Wednesday, January 23, 2013

I Want to be Real Bread


I've been reading Matthew again,
toward the middle, where Jesus speaks in parables
about the kingdom of heaven.
And as I have been reading them alone in the mornings,
and then to my children later in the day,
I find myself reflecting on them.

A very short one:
The kingdom of heaven is like leaven, 
which a woman took and hid in three measures of meal 
till it was all leavened.

There is more than one section in my cookbook on bread.
One is labeled Quick Breads.

There are chemical leavens, and biological leavens.
The biological leavens are not used in quick breads.
"Chemical leavening was first publicized
by Amelia Simmons in her American Cookery."
Ahh: the truth is out.
American innovation and production -- whip that lazy bread out faster!
That is not the kind Jesus was talking about.
This one takes time.
This leaven is alive: baking soda is not.

Who needs to wait around for the bread to rise?
For something living to work its way through grain
that has been ground to powder?
For the water and leaven to biologically change the chemistry of the flour?

With a chemical leavening agent, chemical expertise is necessary
to create a functional leavener,
that doesn't leave a chemical flavor in the bread.
Biological leavening agents improve the flavor as they work.
The very process itself makes it good.
The fermentation transforms the dead and tasteless food
into something good to eat.

"Unlike chemical leavening,
which usually activates
as soon as the water combines the acid and base chemicals,
yeast leavening requires proofing,
which allows the yeast time to reproduce
and consume carbohydrates in the flour.
Yeast can unhydrate itself and then rehydrate itself later."
Hmm. Time to reproduce.
Time to eat.
And if the water is absent, it waits until there's water again.

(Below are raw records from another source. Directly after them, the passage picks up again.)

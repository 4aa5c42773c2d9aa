//! Database seeder for Storebooks development and testing.
//!
//! Seeds a demo company with two stores, a small chart of accounts, cash
//! locations and counterparties. Every row has a fixed ID, so running the
//! seeder twice leaves the data unchanged.
//!
//! Usage: cargo run --bin seeder

use anyhow::Context;
use chrono::Utc;
use sea_orm::prelude::DateTimeWithTimeZone;
use sea_orm::sea_query::OnConflict;
use sea_orm::{DatabaseConnection, EntityTrait, Set};
use storebooks_db::entities::{
    accounts, cash_locations, companies, counterparties,
    sea_orm_active_enums::{AccountType, CategoryTag, LocationType},
    stores,
};
use storebooks_shared::AppConfig;
use uuid::Uuid;

/// Demo company that owns every seeded row.
const DEMO_COMPANY_ID: Uuid = Uuid::from_u128(0x0000_0000_0000_0000_0000_0000_0000_0001);
/// Sister company used by the internal counterparty.
const SISTER_COMPANY_ID: Uuid = Uuid::from_u128(0x0000_0000_0000_0000_0000_0000_0000_0002);

const MAIN_STORE_ID: Uuid = Uuid::from_u128(0x0000_0000_0000_0000_0000_0000_0001_0001);
const HARBOUR_STORE_ID: Uuid = Uuid::from_u128(0x0000_0000_0000_0000_0000_0000_0001_0002);

#[tokio::main]
async fn main() -> anyhow::Result<()> {
    dotenvy::dotenv().ok();

    let config = AppConfig::load().context("Failed to load configuration")?;

    println!("Connecting to database...");
    let db = storebooks_db::connect(&config.database)
        .await
        .context("Failed to connect to database")?;

    println!("Seeding companies...");
    seed_companies(&db).await?;

    println!("Seeding stores...");
    seed_stores(&db).await?;

    println!("Seeding chart of accounts...");
    seed_accounts(&db).await?;

    println!("Seeding cash locations...");
    seed_cash_locations(&db).await?;

    println!("Seeding counterparties...");
    seed_counterparties(&db).await?;

    println!("Seeding complete!");
    Ok(())
}

fn now() -> DateTimeWithTimeZone {
    Utc::now().into()
}

/// Numbers seeded rows within a kind, e.g. `seed_id(0x0002, 3)`.
const fn seed_id(kind: u128, n: u128) -> Uuid {
    Uuid::from_u128((kind << 16) | n)
}

async fn seed_companies(db: &DatabaseConnection) -> anyhow::Result<()> {
    let rows = [
        (DEMO_COMPANY_ID, "Storebooks Demo Retail"),
        (SISTER_COMPANY_ID, "Storebooks Demo Wholesale"),
    ]
    .map(|(id, name)| companies::ActiveModel {
        id: Set(id),
        name: Set(name.to_string()),
        created_at: Set(now()),
    });

    let inserted = companies::Entity::insert_many(rows)
        .on_conflict(OnConflict::column(companies::Column::Id).do_nothing().to_owned())
        .exec_without_returning(db)
        .await?;
    println!("  {inserted} new companies");
    Ok(())
}

async fn seed_stores(db: &DatabaseConnection) -> anyhow::Result<()> {
    let rows = [
        (MAIN_STORE_ID, "Main Street"),
        (HARBOUR_STORE_ID, "Harbour Front"),
    ]
    .map(|(id, name)| stores::ActiveModel {
        id: Set(id),
        company_id: Set(DEMO_COMPANY_ID),
        name: Set(name.to_string()),
        created_at: Set(now()),
    });

    let inserted = stores::Entity::insert_many(rows)
        .on_conflict(OnConflict::column(stores::Column::Id).do_nothing().to_owned())
        .exec_without_returning(db)
        .await?;
    println!("  {inserted} new stores");
    Ok(())
}

async fn seed_accounts(db: &DatabaseConnection) -> anyhow::Result<()> {
    let chart = [
        ("Cash", AccountType::Asset, Some(CategoryTag::Cash)),
        ("Accounts Receivable", AccountType::Asset, Some(CategoryTag::Receivable)),
        ("Store Equipment", AccountType::Asset, Some(CategoryTag::FixedAsset)),
        ("Inventory", AccountType::Asset, None),
        ("Accounts Payable", AccountType::Liability, Some(CategoryTag::Payable)),
        ("Owner's Equity", AccountType::Equity, None),
        ("Sales Revenue", AccountType::Income, None),
        ("Interest Income", AccountType::Income, None),
        ("Cost of Goods Sold", AccountType::Expense, None),
        ("Rent Expense", AccountType::Expense, None),
    ];

    let rows = chart
        .into_iter()
        .zip(1u128..)
        .map(|((name, account_type, category_tag), n)| accounts::ActiveModel {
            id: Set(seed_id(0x0002, n)),
            company_id: Set(DEMO_COMPANY_ID),
            name: Set(name.to_string()),
            account_type: Set(account_type),
            category_tag: Set(category_tag),
            created_at: Set(now()),
        });

    let inserted = accounts::Entity::insert_many(rows)
        .on_conflict(OnConflict::column(accounts::Column::Id).do_nothing().to_owned())
        .exec_without_returning(db)
        .await?;
    println!("  {inserted} new accounts");
    Ok(())
}

async fn seed_cash_locations(db: &DatabaseConnection) -> anyhow::Result<()> {
    let locations = [
        ("Main Street till", Some(MAIN_STORE_ID), LocationType::Cash),
        ("Main Street safe", Some(MAIN_STORE_ID), LocationType::Vault),
        ("Harbour Front till", Some(HARBOUR_STORE_ID), LocationType::Cash),
        ("Operating bank account", None, LocationType::Bank),
    ];

    let rows = locations
        .into_iter()
        .zip(1u128..)
        .map(|((name, store_id, location_type), n)| cash_locations::ActiveModel {
            id: Set(seed_id(0x0003, n)),
            company_id: Set(DEMO_COMPANY_ID),
            store_id: Set(store_id),
            name: Set(name.to_string()),
            location_type: Set(location_type),
            created_at: Set(now()),
        });

    let inserted = cash_locations::Entity::insert_many(rows)
        .on_conflict(OnConflict::column(cash_locations::Column::Id).do_nothing().to_owned())
        .exec_without_returning(db)
        .await?;
    println!("  {inserted} new cash locations");
    Ok(())
}

async fn seed_counterparties(db: &DatabaseConnection) -> anyhow::Result<()> {
    let parties = [
        ("Fresh Farms Supply", false, None),
        ("Corner Cafe", false, None),
        ("Storebooks Demo Wholesale", true, Some(SISTER_COMPANY_ID)),
    ];

    let rows = parties
        .into_iter()
        .zip(1u128..)
        .map(|((name, is_internal, linked_company_id), n)| counterparties::ActiveModel {
            id: Set(seed_id(0x0004, n)),
            company_id: Set(DEMO_COMPANY_ID),
            name: Set(name.to_string()),
            is_internal: Set(is_internal),
            linked_company_id: Set(linked_company_id),
            created_at: Set(now()),
        });

    let inserted = counterparties::Entity::insert_many(rows)
        .on_conflict(OnConflict::column(counterparties::Column::Id).do_nothing().to_owned())
        .exec_without_returning(db)
        .await?;
    println!("  {inserted} new counterparties");
    Ok(())
}
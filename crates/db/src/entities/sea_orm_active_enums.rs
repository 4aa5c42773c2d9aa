//! `SeaORM` active enums mirroring the Postgres enum types.

use sea_orm::entity::prelude::*;
use serde::{Deserialize, Serialize};
use storebooks_core::catalog;
use storebooks_core::journal;

#[derive(Debug, Clone, Copy, PartialEq, Eq, EnumIter, DeriveActiveEnum, Serialize, Deserialize)]
#[sea_orm(rs_type = "String", db_type = "Enum", enum_name = "account_type")]
pub enum AccountType {
    #[sea_orm(string_value = "asset")]
    Asset,
    #[sea_orm(string_value = "liability")]
    Liability,
    #[sea_orm(string_value = "equity")]
    Equity,
    #[sea_orm(string_value = "income")]
    Income,
    #[sea_orm(string_value = "expense")]
    Expense,
}

#[derive(Debug, Clone, Copy, PartialEq, Eq, EnumIter, DeriveActiveEnum, Serialize, Deserialize)]
#[sea_orm(rs_type = "String", db_type = "Enum", enum_name = "category_tag")]
pub enum CategoryTag {
    #[sea_orm(string_value = "cash")]
    Cash,
    #[sea_orm(string_value = "payable")]
    Payable,
    #[sea_orm(string_value = "receivable")]
    Receivable,
    #[sea_orm(string_value = "fixed_asset")]
    FixedAsset,
}

#[derive(Debug, Clone, Copy, PartialEq, Eq, EnumIter, DeriveActiveEnum, Serialize, Deserialize)]
#[sea_orm(rs_type = "String", db_type = "Enum", enum_name = "location_type")]
pub enum LocationType {
    #[sea_orm(string_value = "cash")]
    Cash,
    #[sea_orm(string_value = "vault")]
    Vault,
    #[sea_orm(string_value = "bank")]
    Bank,
}

#[derive(Debug, Clone, Copy, PartialEq, Eq, EnumIter, DeriveActiveEnum, Serialize, Deserialize)]
#[sea_orm(rs_type = "String", db_type = "Enum", enum_name = "entry_status")]
pub enum EntryStatus {
    #[sea_orm(string_value = "draft")]
    Draft,
    #[sea_orm(string_value = "posted")]
    Posted,
}

#[derive(Debug, Clone, Copy, PartialEq, Eq, EnumIter, DeriveActiveEnum, Serialize, Deserialize)]
#[sea_orm(rs_type = "String", db_type = "Enum", enum_name = "debt_direction")]
pub enum DebtDirection {
    #[sea_orm(string_value = "receivable")]
    Receivable,
    #[sea_orm(string_value = "payable")]
    Payable,
}

#[derive(Debug, Clone, Copy, PartialEq, Eq, EnumIter, DeriveActiveEnum, Serialize, Deserialize)]
#[sea_orm(rs_type = "String", db_type = "Enum", enum_name = "debt_category")]
pub enum DebtCategory {
    #[sea_orm(string_value = "trade")]
    Trade,
    #[sea_orm(string_value = "loan")]
    Loan,
    #[sea_orm(string_value = "other")]
    Other,
}

#[derive(Debug, Clone, Copy, PartialEq, Eq, EnumIter, DeriveActiveEnum, Serialize, Deserialize)]
#[sea_orm(rs_type = "String", db_type = "Enum", enum_name = "depreciation_method")]
pub enum DepreciationMethod {
    #[sea_orm(string_value = "straight_line")]
    StraightLine,
    #[sea_orm(string_value = "declining_balance")]
    DecliningBalance,
    #[sea_orm(string_value = "double_declining")]
    DoubleDeclining,
}

/// Generates `From` conversions in both directions between a domain enum and its column enum.
macro_rules! mirror_enum {
    ($db:ident, $module:ident :: $domain:ident, [$($variant:ident),+ $(,)?]) => {
        impl From<$module::$domain> for $db {
            fn from(value: $module::$domain) -> Self {
                match value {
                    $($module::$domain::$variant => Self::$variant,)+
                }
            }
        }

        impl From<$db> for $module::$domain {
            fn from(value: $db) -> Self {
                match value {
                    $($db::$variant => Self::$variant,)+
                }
            }
        }
    };
}

mirror_enum!(AccountType, catalog::AccountType, [Asset, Liability, Equity, Income, Expense]);
mirror_enum!(CategoryTag, catalog::CategoryTag, [Cash, Payable, Receivable, FixedAsset]);
mirror_enum!(LocationType, catalog::LocationType, [Cash, Vault, Bank]);
mirror_enum!(EntryStatus, journal::EntryStatus, [Draft, Posted]);
mirror_enum!(DebtDirection, journal::DebtDirection, [Receivable, Payable]);
mirror_enum!(DebtCategory, journal::DebtCategory, [Trade, Loan, Other]);
mirror_enum!(
    DepreciationMethod,
    journal::DepreciationMethod,
    [StraightLine, DecliningBalance, DoubleDeclining]
);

Yeast can be used to make wine.
And the cast off yeast from the wine -- can be used to make bread.
Bread and wine.
We remember His body with unleavened bread,
but it is leavened bread to which He likens the kingdom of heaven.

There is one other worth mentioning: the mechanical.
You can beat air into something and then bake it,
and it is a form a leavening.
It creates a kind of puffiness.
Obviously Jesus wasn't referring to that.
Mechanically leavened foods are a lot of work.

"The Chorleywood Bread Process
uses a mix of biological and mechanical leavening to produce bread;
while it is considered by food processors to be an effective way
to deal with the soft wheat flours characteristic of British Isles agriculture,
it is controversial due to a perceived lack of quality in the final product."
My children always complain about store-bought bread.
"It has no flavor! It's not like real bread."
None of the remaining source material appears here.